Financial Express | 29 May 2024

Election delays over FTA: Finalising the Indo-UK deal will have to await the incoming governments in both nations

With early elections announced in the UK, finalising the ambitious free trade agreement (FTA) between India and the UK — with negotiations over 14 rounds having already taken place since January 2022 — will have to await the incoming governments in both nations.

Both India and the UK want an agreement that is balanced and comprehensive and mutually beneficial. Concluding such a deal is not easy. Setting deadlines like Diwali 2022 or coinciding with the Cricket World Cup hosted by India last year was perhaps unrealistic as trade deals are not a simple affair, entailing a complicated process of give and take for greater access to each other’s markets to expand bilateral trade worth £39 billion in the four quarters to the end of Q4 2023.

India has a trade surplus of £7.4 billion. There are 26 chapters in the FTA, which include goods, services, investments and intellectual property rights (IPRs). According to commerce ministry officials, chapter-wise textual negotiations are nearly closed and schedules on goods and services are at an advanced stage of negotiation. An investment treaty is also being negotiated.

Among the unresolved issues are rules of origin, duty concessions on electric vehicles, Scotch whisky, investment treaty, social security agreement, carbon border tax, and liberalisation of financial services. A critical area of interest for India is free visa movement for its professionals, which the UK is resisting.

In this regard, there were concerns over the UK’s moves to curb legal migration by raising the minimum salary thresholds for skilled worker visas and reviewing, if not scrapping, the graduate visa route which allows students to work for two years after graduation.
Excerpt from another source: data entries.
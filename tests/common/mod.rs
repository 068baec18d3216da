//! Common test utilities and shared imports

// Allow unused imports and dead code since this is a shared module
// used across multiple test files - not all items are used in every test file
#[allow(unused_imports)]
pub use bytes::Bytes;
#[allow(unused_imports)]
pub use exii_touch::codec::encode_14bit;
#[allow(unused_imports)]
pub use exii_touch::command::TouchCommand;
#[allow(unused_imports)]
pub use exii_touch::config::TouchConfig;
#[allow(unused_imports)]
pub use exii_touch::constants::{
    HEADER, PROXIMITY_BIT, STATUS_GOOD, STATUS_TARGET_ACK, SYNC_BIT, TERMINATOR,
};
#[allow(unused_imports)]
pub use exii_touch::device::SerialTouchDevice;
#[allow(unused_imports)]
pub use exii_touch::error::TouchError;
#[allow(unused_imports)]
pub use exii_touch::events::{
    CrosshairColor, DisplayTopology, PointerEvent, PointerPhase, PointerSink, TouchNotification,
    message_key,
};
#[allow(unused_imports)]
pub use exii_touch::state::ProtocolState;
#[allow(unused_imports)]
pub use exii_touch::transport::{BoxedTransport, Transport, TransportError, TransportEvent};

use std::sync::Arc;
use std::sync::atomic::{AtomicBool, AtomicU32, Ordering};
use std::time::Duration;

use async_trait::async_trait;
use parking_lot::Mutex;
use tokio::sync::broadcast;
use tokio::task::JoinHandle;

/// Scripted stand-in for the serial transport: tests feed the byte stream
/// and keep-alive ticks, and inspect what the session wrote.
#[allow(dead_code)]
pub struct MockTransport {
    events: broadcast::Sender<TransportEvent>,
    written: Mutex<Vec<Bytes>>,
    enables: AtomicU32,
    disables: AtomicU32,
    fail_writes: AtomicBool,
    fail_next: AtomicU32,
}

#[allow(dead_code)]
impl MockTransport {
    pub fn new() -> Arc<Self> {
        let (events, _) = broadcast::channel(256);
        Arc::new(Self {
            events,
            written: Mutex::new(Vec::new()),
            enables: AtomicU32::new(0),
            disables: AtomicU32::new(0),
            fail_writes: AtomicBool::new(false),
            fail_next: AtomicU32::new(0),
        })
    }

    /// Deliver received bytes to every subscriber.
    pub fn feed(&self, bytes: &[u8]) {
        let _ = self
            .events
            .send(TransportEvent::Data(Bytes::copy_from_slice(bytes)));
    }

    pub fn tick_keep_alive(&self) {
        let _ = self.events.send(TransportEvent::KeepAliveExpired);
    }

    pub fn raise_error(&self, err: TransportError) {
        let _ = self.events.send(TransportEvent::Error(err));
    }

    pub fn set_write_failure(&self, fail: bool) {
        self.fail_writes.store(fail, Ordering::SeqCst);
    }

    /// Fail only the next `count` writes, then let writes through again.
    pub fn fail_next_writes(&self, count: u32) {
        self.fail_next.store(count, Ordering::SeqCst);
    }

    pub fn write_count(&self) -> usize {
        self.written.lock().len()
    }

    pub fn take_writes(&self) -> Vec<Bytes> {
        std::mem::take(&mut *self.written.lock())
    }

    pub fn enable_count(&self) -> u32 {
        self.enables.load(Ordering::SeqCst)
    }

    pub fn disable_count(&self) -> u32 {
        self.disables.load(Ordering::SeqCst)
    }
}

#[async_trait]
impl Transport for MockTransport {
    async fn enable(&self) -> Result<(), TransportError> {
        self.enables.fetch_add(1, Ordering::SeqCst);
        Ok(())
    }

    async fn disable(&self) -> Result<(), TransportError> {
        self.disables.fetch_add(1, Ordering::SeqCst);
        Ok(())
    }

    async fn write(&self, frame: Bytes) -> Result<(), TransportError> {
        if self.fail_next.load(Ordering::SeqCst) > 0 {
            self.fail_next.fetch_sub(1, Ordering::SeqCst);
            return Err(TransportError::Io("injected write failure".to_string()));
        }
        if self.fail_writes.load(Ordering::SeqCst) {
            return Err(TransportError::Io("injected write failure".to_string()));
        }
        self.written.lock().push(frame);
        Ok(())
    }

    fn subscribe(&self) -> broadcast::Receiver<TransportEvent> {
        self.events.subscribe()
    }
}

/// Records every injected pointer event.
#[derive(Default)]
#[allow(dead_code)]
pub struct RecordingPointer {
    events: Mutex<Vec<PointerEvent>>,
}

#[allow(dead_code)]
impl RecordingPointer {
    pub fn new() -> Arc<Self> {
        Arc::new(Self::default())
    }

    pub fn events(&self) -> Vec<PointerEvent> {
        self.events.lock().clone()
    }
}

impl PointerSink for RecordingPointer {
    fn inject(&self, event: PointerEvent) -> std::io::Result<()> {
        self.events.lock().push(event);
        Ok(())
    }
}

/// Counts topology remap calls.
#[derive(Default)]
#[allow(dead_code)]
pub struct RecordingTopology {
    remaps: AtomicU32,
}

#[allow(dead_code)]
impl RecordingTopology {
    pub fn new() -> Arc<Self> {
        Arc::new(Self::default())
    }

    pub fn remap_count(&self) -> u32 {
        self.remaps.load(Ordering::SeqCst)
    }
}

impl DisplayTopology for RecordingTopology {
    fn remap_touch_displays(&self) -> std::io::Result<()> {
        self.remaps.fetch_add(1, Ordering::SeqCst);
        Ok(())
    }
}

/// A session wired to the mocks, with its run loop already spawned and the
/// opening Null probe on the wire.
#[allow(dead_code)]
pub struct Harness {
    pub device: Arc<SerialTouchDevice>,
    pub transport: Arc<MockTransport>,
    pub pointer: Arc<RecordingPointer>,
    pub topology: Arc<RecordingTopology>,
    pub notifications: broadcast::Receiver<TouchNotification>,
    pub run: JoinHandle<Result<(), TouchError>>,
}

#[allow(dead_code)]
pub fn test_config() -> TouchConfig {
    TouchConfig {
        device_present: true,
        ..TouchConfig::default()
    }
}

#[allow(dead_code)]
pub async fn spawn_session(config: TouchConfig) -> Harness {
    let transport = MockTransport::new();
    let pointer = RecordingPointer::new();
    let topology = RecordingTopology::new();
    let device = Arc::new(SerialTouchDevice::new(
        config,
        transport.clone() as BoxedTransport,
        pointer.clone(),
        topology.clone(),
    ));
    let notifications = device.subscribe();
    let run = tokio::spawn({
        let device = device.clone();
        async move { device.run().await }
    });
    wait_until(|| transport.write_count() > 0).await;
    Harness {
        device,
        transport,
        pointer,
        topology,
        notifications,
        run,
    }
}

/// Poll `condition` until it holds, letting the paused clock advance past
/// any internal delays. Panics if it never does.
#[allow(dead_code)]
pub async fn wait_until(condition: impl Fn() -> bool) {
    for _ in 0..5_000 {
        if condition() {
            return;
        }
        tokio::time::sleep(Duration::from_millis(1)).await;
    }
    panic!("condition not reached in time");
}

/// Wait for the session to write something, then drain the write log.
#[allow(dead_code)]
pub async fn await_writes(transport: &MockTransport) -> Vec<Bytes> {
    wait_until(|| transport.write_count() > 0).await;
    transport.take_writes()
}

/// Drain all notifications delivered so far.
#[allow(dead_code)]
pub fn drain_notifications(
    rx: &mut broadcast::Receiver<TouchNotification>,
) -> Vec<TouchNotification> {
    let mut out = Vec::new();
    while let Ok(notification) = rx.try_recv() {
        out.push(notification);
    }
    out
}

#[allow(dead_code)]
pub fn response(payload: &[u8]) -> Vec<u8> {
    let mut frame = vec![HEADER];
    frame.extend_from_slice(payload);
    frame.push(TERMINATOR);
    frame
}

#[allow(dead_code)]
pub fn status_response(status: u8) -> Vec<u8> {
    response(&[status])
}

#[allow(dead_code)]
pub fn text_response(text: &str) -> Vec<u8> {
    response(text.as_bytes())
}

#[allow(dead_code)]
pub fn touch_frame(down: bool, x: u16, y: u16) -> Vec<u8> {
    let status = if down { SYNC_BIT | PROXIMITY_BIT } else { SYNC_BIT };
    let (x_low, x_high) = encode_14bit(x);
    let (y_low, y_high) = encode_14bit(y);
    vec![status, x_low, x_high, y_low, y_high]
}

/// Answer the Null/Name/OutputIdentity handshake. Leaves whatever follows
/// (steady state or a pending calibration) to the caller.
#[allow(dead_code)]
pub async fn drive_handshake(harness: &Harness) {
    let writes = await_writes(&harness.transport).await;
    assert_eq!(writes.last(), Some(&TouchCommand::Null.frame()));
    harness.transport.feed(&status_response(STATUS_GOOD));

    let writes = await_writes(&harness.transport).await;
    assert_eq!(writes, vec![TouchCommand::Name.frame()]);
    harness.transport.feed(&text_response("TOUCH1"));

    let writes = await_writes(&harness.transport).await;
    assert_eq!(writes, vec![TouchCommand::OutputIdentity.frame()]);
    harness.transport.feed(&text_response("AB1234"));
}

/// Full bring-up into steady state.
#[allow(dead_code)]
pub async fn complete_bring_up(harness: &Harness) {
    drive_handshake(harness).await;
    wait_until(|| harness.device.state() == ProtocolState::InterpretTouch).await;
}

/// Drive an already-initialized session through RestoreDefaults, Reset,
/// Diagnostic, and CalibrateExtended, leaving it waiting on the first target.
#[allow(dead_code)]
pub async fn walk_to_lower_left(harness: &Harness) {
    harness.device.begin_calibration().await.unwrap();

    let writes = await_writes(&harness.transport).await;
    assert_eq!(writes, vec![TouchCommand::RestoreDefaults.frame()]);
    harness.transport.feed(&status_response(STATUS_GOOD));

    let writes = await_writes(&harness.transport).await;
    assert_eq!(writes, vec![TouchCommand::Reset.frame()]);
    harness.transport.feed(&status_response(STATUS_GOOD));

    // The settle pause after the reset elapses on the paused clock.
    let writes = await_writes(&harness.transport).await;
    assert_eq!(writes, vec![TouchCommand::Diagnostic.frame()]);
    harness.transport.feed(&status_response(STATUS_GOOD));

    let writes = await_writes(&harness.transport).await;
    assert_eq!(writes, vec![TouchCommand::CalibrateExtended.frame()]);
    harness.transport.feed(&status_response(STATUS_GOOD));

    wait_until(|| harness.device.state() == ProtocolState::LowerLeftTarget).await;
}

#[allow(dead_code)]
pub fn init_tracing() {
    use tracing_subscriber::EnvFilter;
    let _ = tracing_subscriber::fmt()
        .with_env_filter(EnvFilter::from_default_env())
        .with_test_writer()
        .try_init();
}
Fortunately, better sense has now prevailed — due to a backlash in the cabinet and leading UK universities over the move — to allow the student graduate visa route to remain open. In end-March 2024, as many as 116,455 Indians were granted student visas. The UK, for its part, is frustrated with the lack of movement towards the opening up of the Indian market for professional services in law and accountancy.

On IPRs, the UK wants India to go beyond the World Trade Organization’s Trade-Related Aspects of Intellectual Property Rights agreement while India wants to protect its generics drug industry.

For such reasons, inking an India-UK FTA is far from easy with an additional complication that national elections in the UK will take place on July 4 and are ongoing in India. A ground for concern will be the stand of the incoming government in the UK, especially if it’s the Labour Party that is leading the Conservatives by 20 percentage points in the opinion polls. The good news is that the Labour Party, too, seeks a trade deal that is mutually beneficial.

Jonathan Reynolds, Labour’s business and trade spokesperson, visited Delhi in February and had talks with India’s union commerce and industries minister, Piyush Goyal. The big challenge for both nations is to revive the economic component of the relationship that is somewhat underwhelming considering the long historical association.

While the FTA negotiations will take their own course, both partners can still follow the road map 2030 on trade and step up investments in each other’s economies. In 2021, the outward stock of UK’s foreign direct investment was £19.1 billion while India’s FDI in the UK was £9.3 billion. If investments gather momentum, this is bound to result in greater two-way bilateral trade flows in the future.